Relationships: Sex and Singleness
Notes
Transcript
1 Corinthians 7:1
Relationships: Sex and Singleness
Introduction: We cannot talk about Relationships without understanding the basic principle of the biblical sexual ethic. Sex is truly what drives so much of our western thinking especially about singleness, friendship, marriage, and family. We live in an absolutely sex obsessed society. Sex is everywhere. From the tabloids, to news media, to marketing and sales (Sometimes one wonders what cars, or toothpaste, or a number of these things have to do with sex..), to entertainment, -music, art, film; to politics, to education.. it's everywhere. And since we're such a sexualized culture each of us has been radically influenced in ways we probably aren't even aware of. Now as I said last week, Christians believe that God created everyone and everything, including sex, and that God has a design and a purpose for everyone and everything. So we as Christians need to know what the Bible teaches about relationships and sex and it's purpose so we can make wise and informed decisions about our lives and our relationships.
Paul, writing to the Corinthians speaks to them about "the goodness of singleness" (we'll elaborate more on "goodness" next week) Other translations say, "It is good for a man not to touch a woman." or "Yes, it is good to live a celibate life." The word "good" here means expedient or profitable.

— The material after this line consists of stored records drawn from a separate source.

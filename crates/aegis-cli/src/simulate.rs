use aegis_consensus::{
    solve_challenge, Collaborators, ConsensusConfig, ConsensusEngine, EngineStatus, KeyRing,
    LocalNetwork, StaticRoster,
};
use anyhow::{bail, Context, Result};
use clap::Args;
use serde::Serialize;
use std::collections::BTreeMap;
use std::path::PathBuf;
use std::sync::Arc;
use std::time::{Duration, Instant};
use tokio::sync::mpsc;
use tracing::{info, warn};

#[derive(Debug, Args)]
pub struct SimulateArgs {
    /// Cluster size
    #[arg(long, default_value_t = 4)]
    pub nodes: usize,

    /// Proposals to submit
    #[arg(long, default_value_t = 10)]
    pub proposals: usize,

    /// JSON engine configuration; defaults apply when omitted
    #[arg(long)]
    pub config: Option<PathBuf>,

    /// Cut the view-0 leader off the network before submitting
    #[arg(long)]
    pub crash_leader: bool,

    /// Seconds to wait for every proposal to commit
    #[arg(long, default_value_t = 30.0)]
    pub timeout: f64,
}

#[derive(Debug, Serialize)]
pub struct SimulationReport {
    pub nodes: usize,
    pub fault_tolerance: usize,
    pub quorum_size: usize,
    pub proposals_submitted: usize,
    pub crashed: Option<String>,
    pub all_committed: bool,
    pub logs_agree: bool,
    pub elapsed_ms: u128,

    /// Non-empty decisions executed per node
    pub committed: BTreeMap<String, usize>,
    pub statuses: Vec<EngineStatus>,
}

type CommittedLog = Vec<(u64, Vec<u8>)>;

/// True if every log is a prefix of the longest one.
fn logs_agree(logs: &[&CommittedLog]) -> bool {
    let Some(longest) = logs.iter().max_by_key(|log| log.len()) else {
        return true;
    };
    logs.iter()
        .all(|log| log.iter().zip(longest.iter()).all(|(a, b)| a == b))
}

pub async fn run(args: SimulateArgs) -> Result<SimulationReport> {
    if args.nodes == 0 {
        bail!("--nodes must be at least 1");
    }
    if args.crash_leader && args.nodes < 4 {
        bail!("--crash-leader needs at least 4 nodes to tolerate the fault");
    }
    if !(args.timeout.is_finite() && args.timeout > 0.0) {
        bail!("--timeout must be a positive number of seconds");
    }
    let config = match &args.config {
        Some(path) => ConsensusConfig::from_json_file(path)
            .with_context(|| format!("loading configuration from {}", path.display()))?,
        None => ConsensusConfig::default(),
    };

    let ids: Vec<String> = (0..args.nodes).map(|i| format!("node-{}", i)).collect();
    let ring = KeyRing::generate(&ids);
    let network = LocalNetwork::new();
    let roster = Arc::new(StaticRoster::new(ids.clone()));
    let (decisions_tx, mut decisions_rx) = mpsc::unbounded_channel::<(usize, u64, Vec<u8>)>();

    let mut engines = Vec::with_capacity(ids.len());
    for (index, id) in ids.iter().enumerate() {
        let crypto = ring
            .crypto_for(id)
            .with_context(|| format!("no key generated for {}", id))?;
        let collaborators = Collaborators::new(network.transport(id.clone()), crypto, roster.clone());
        let engine = ConsensusEngine::new(id.clone(), config.clone(), collaborators)?;
        network.register(id.clone(), engine.inbound());

        let sink = decisions_tx.clone();
        engine.register_decision_handler(move |sequence, payload| {
            let _ = sink.send((index, sequence, payload.to_vec()));
        });
        engines.push(engine);
    }

    // Each node proves work once; every replica verifies and credits it.
    for id in &ids {
        let challenge = engines[0].computation_gate().issue_challenge();
        let nonce = solve_challenge(&challenge, id);
        for engine in &engines {
            if !engine.submit_solution(id, &challenge.id, nonce) {
                warn!("{} rejected the solution of {}", engine.node_id(), id);
            }
        }
    }

    for engine in &engines {
        engine.start()?;
    }

    let crashed = if args.crash_leader {
        let leader = engines[0].get_status().leader;
        network.isolate(&leader);
        info!("Isolated leader {}", leader);
        Some(leader)
    } else {
        None
    };
    let live: Vec<usize> = (0..ids.len())
        .filter(|&i| crashed.as_deref() != Some(ids[i].as_str()))
        .collect();
    let submitter = engines[0].get_status().leader;
    let submitter = match ids.iter().position(|id| *id == submitter) {
        Some(index) if live.contains(&index) => index,
        _ => live[0],
    };

    let started = Instant::now();
    for k in 0..args.proposals {
        engines[submitter]
            .submit_proposal(format!("proposal-{}", k).into_bytes())
            .with_context(|| format!("submitting proposal {} at {}", k, ids[submitter]))?;
    }

    let mut logs: Vec<CommittedLog> = vec![Vec::new(); ids.len()];
    let deadline = tokio::time::Instant::now() + Duration::from_secs_f64(args.timeout);
    let done = |logs: &[CommittedLog]| {
        live.iter().all(|&i| {
            logs[i].iter().filter(|(_, payload)| !payload.is_empty()).count() >= args.proposals
        })
    };
    while !done(&logs) {
        match tokio::time::timeout_at(deadline, decisions_rx.recv()).await {
            Ok(Some((index, sequence, payload))) => logs[index].push((sequence, payload)),
            Ok(None) => break,
            Err(_) => {
                warn!("Timed out waiting for commits");
                break;
            }
        }
    }
    let elapsed_ms = started.elapsed().as_millis();
    let all_committed = done(&logs);

    let statuses: Vec<EngineStatus> = engines.iter().map(|engine| engine.get_status()).collect();
    for engine in &engines {
        engine.stop().await?;
    }

    let live_logs: Vec<&CommittedLog> = live.iter().map(|&i| &logs[i]).collect();
    let committed = ids
        .iter()
        .zip(logs.iter())
        .map(|(id, log)| {
            let count = log.iter().filter(|(_, payload)| !payload.is_empty()).count();
            (id.clone(), count)
        })
        .collect();
    let (quorum_size, fault_tolerance) = statuses
        .first()
        .map(|s| (s.quorum_size, s.fault_tolerance))
        .unwrap_or_default();

    Ok(SimulationReport {
        nodes: ids.len(),
        fault_tolerance,
        quorum_size,
        proposals_submitted: args.proposals,
        crashed,
        all_committed,
        logs_agree: logs_agree(&live_logs),
        elapsed_ms,
        committed,
        statuses,
    })
}

#[cfg(test)]
mod tests {
    use super::*;

    fn args(nodes: usize, crash_leader: bool) -> SimulateArgs {
        SimulateArgs {
            nodes,
            proposals: 3,
            config: None,
            crash_leader,
            timeout: 20.0,
        }
    }

    #[test]
    fn test_logs_agree_on_prefixes() {
        let a = vec![(1, b"x".to_vec()), (2, b"y".to_vec())];
        let b = vec![(1, b"x".to_vec())];
        let c = vec![(1, b"z".to_vec())];
        assert!(logs_agree(&[&a, &b]));
        assert!(!logs_agree(&[&a, &c]));
        assert!(logs_agree(&[]));
    }

    #[tokio::test]
    async fn test_simulation_commits_everywhere() {
        let report = run(args(4, false)).await.unwrap();
        assert!(report.all_committed);
        assert!(report.logs_agree);
        assert!(report.committed.values().all(|count| *count == 3));
        assert_eq!(report.quorum_size, 3);
    }

    #[tokio::test]
    async fn test_simulation_survives_crashed_leader() {
        let report = run(args(4, true)).await.unwrap();
        assert_eq!(report.crashed.as_deref(), Some("node-0"));
        assert!(report.all_committed);
        assert!(report.logs_agree);
        assert_eq!(report.committed["node-0"], 0);
    }

    #[tokio::test]
    async fn test_crash_needs_four_nodes() {
        assert!(run(args(3, true)).await.is_err());
    }
}
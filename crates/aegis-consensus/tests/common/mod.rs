#![allow(dead_code)]

use aegis_consensus::{
    Collaborators, ConsensusConfig, ConsensusEngine, KeyRing, LocalNetwork, StateTransfer,
    StaticRoster,
};
use parking_lot::Mutex;
use std::sync::Arc;
use std::time::Duration;
use tokio::sync::mpsc;

pub fn init_logging() {
    let _ = env_logger::builder().is_test(true).try_init();
}

/// Fast timers for in-process clusters.
pub fn test_config() -> ConsensusConfig {
    ConsensusConfig {
        pbft_timeout: 0.3,
        view_change_timeout: Some(0.6),
        checkpoint_interval: 4,
        watermark_window: 32,
        ..ConsensusConfig::default()
    }
}

/// Forwards state-transfer requests to the test body.
struct ChannelStateTransfer {
    node: usize,
    requests: mpsc::UnboundedSender<(usize, u64, u64)>,
}

impl StateTransfer for ChannelStateTransfer {
    fn request_range(&self, from_sequence: u64, to_sequence: u64) {
        let _ = self.requests.send((self.node, from_sequence, to_sequence));
    }
}

pub struct Cluster {
    pub ids: Vec<String>,
    pub ring: KeyRing,
    pub network: LocalNetwork,
    pub engines: Vec<Arc<ConsensusEngine>>,
    pub committed: Vec<Arc<Mutex<Vec<(u64, Vec<u8>)>>>>,
    pub transfer_requests: mpsc::UnboundedReceiver<(usize, u64, u64)>,
}

impl Cluster {
    pub fn new(n: usize, config: ConsensusConfig) -> Self {
        init_logging();
        let ids: Vec<String> = (0..n).map(|i| format!("node-{}", i)).collect();
        let ring = KeyRing::deterministic(&ids);
        let network = LocalNetwork::new();
        let roster = Arc::new(StaticRoster::new(ids.clone()));
        let (requests, transfer_requests) = mpsc::unbounded_channel();

        let mut engines = Vec::new();
        let mut committed = Vec::new();
        for (index, id) in ids.iter().enumerate() {
            let collaborators = Collaborators::new(
                network.transport(id.clone()),
                ring.crypto_for(id).unwrap(),
                roster.clone(),
            )
            .with_state_transfer(Arc::new(ChannelStateTransfer {
                node: index,
                requests: requests.clone(),
            }));
            let engine = Arc::new(ConsensusEngine::new(id.clone(), config.clone(), collaborators).unwrap());
            network.register(id.clone(), engine.inbound());

            let log = Arc::new(Mutex::new(Vec::new()));
            let sink = log.clone();
            engine.register_decision_handler(move |sequence, payload| {
                sink.lock().push((sequence, payload.to_vec()));
            });
            engines.push(engine);
            committed.push(log);
        }

        Cluster {
            ids,
            ring,
            network,
            engines,
            committed,
            transfer_requests,
        }
    }

    /// Give every node the same score in every node's ledger.
    pub fn seed_scores(&self, score: f64) {
        for engine in &self.engines {
            for id in &self.ids {
                engine.computation_gate().seed_score(id, score);
            }
        }
    }

    pub fn start(&self) {
        for engine in &self.engines {
            engine.start().unwrap();
        }
    }

    pub async fn stop(&self) {
        for engine in &self.engines {
            engine.stop().await.unwrap();
        }
    }

    pub fn payloads(&self, node: usize) -> Vec<Vec<u8>> {
        self.committed[node]
            .lock()
            .iter()
            .map(|(_, payload)| payload.clone())
            .collect()
    }

    pub fn has_committed(&self, node: usize, payload: &[u8]) -> bool {
        self.committed[node]
            .lock()
            .iter()
            .any(|(_, p)| p.as_slice() == payload)
    }

    /// Poll `condition` every 10ms until it holds or `timeout` passes.
    pub async fn wait_until<F>(&self, timeout: Duration, condition: F) -> bool
    where
        F: Fn(&Cluster) -> bool,
    {
        let deadline = tokio::time::Instant::now() + timeout;
        loop {
            if condition(self) {
                return true;
            }
            if tokio::time::Instant::now() >= deadline {
                return false;
            }
            tokio::time::sleep(Duration::from_millis(10)).await;
        }
    }
}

What Paul is saying here is that the life of singleness is Good. This was totally contrary to the views of the day which prized the family, the tribe over the individual. When Paul and the scriptures talk about singleness or celibacy it doesn't mean simply not married but it also means not sexually active in any way -we used to use the word chastity to describe this way of life. Remember the Bible sees all forms of sex and sexual expression outside of marriage between one man and one woman as sinful. Simultaneously, the Bible heartily celebrates the goodness of sex within the confines of marriage. So the question is why does God confine sexual activity exclusively to married couples? What is it's purpose? How should we think about sex?
1. Common Views on Sex
1. Sexual Realism: Sex as natural appetite.
1. Many of the ancient Greeks and Romans viewed sex as similar to any other bodily activity, such as eating or sleeping. When you felt like doing it, you should do it-just be careful not to overdo it, as with all appetites. This modern view of sex has been called "realism." Realists claim to be neutral about sex; they see it as just one human activity among many, but one that must be demystified. Their message, prominent in today's public school sex education, is that we should understand the natural biological drive of sex, realize that if we are not careful sexual activity can have negative consequences, master it like any other skill, and be responsible.
2. Sexual Platonism: Sex as animal passion.
1. One of the most influential branches of Hellenistic philosophy viewed the spirit as the highest good and the body as "lesser." That is, the lower, physical, "animal" nature was seen as chaotic and dark, and the higher, more rational, "spiritual" nature was seen as civilized and noble. This led to viewing sex as a degrading, dirty thing, a necessary evil for the propagation of the human race. Premarital sex was forbidden because sex in general was dirty and was allowable only for the higher good of having children and building up the family name. Unfortunately, this view took root in many places in the Christian church. Truly spiritual people should refrain from sex, sex is allowable only if you are trying to have children, sexual pleasure is not appropriate for high- minded people-these notions grew out of a kind of sexual platonism.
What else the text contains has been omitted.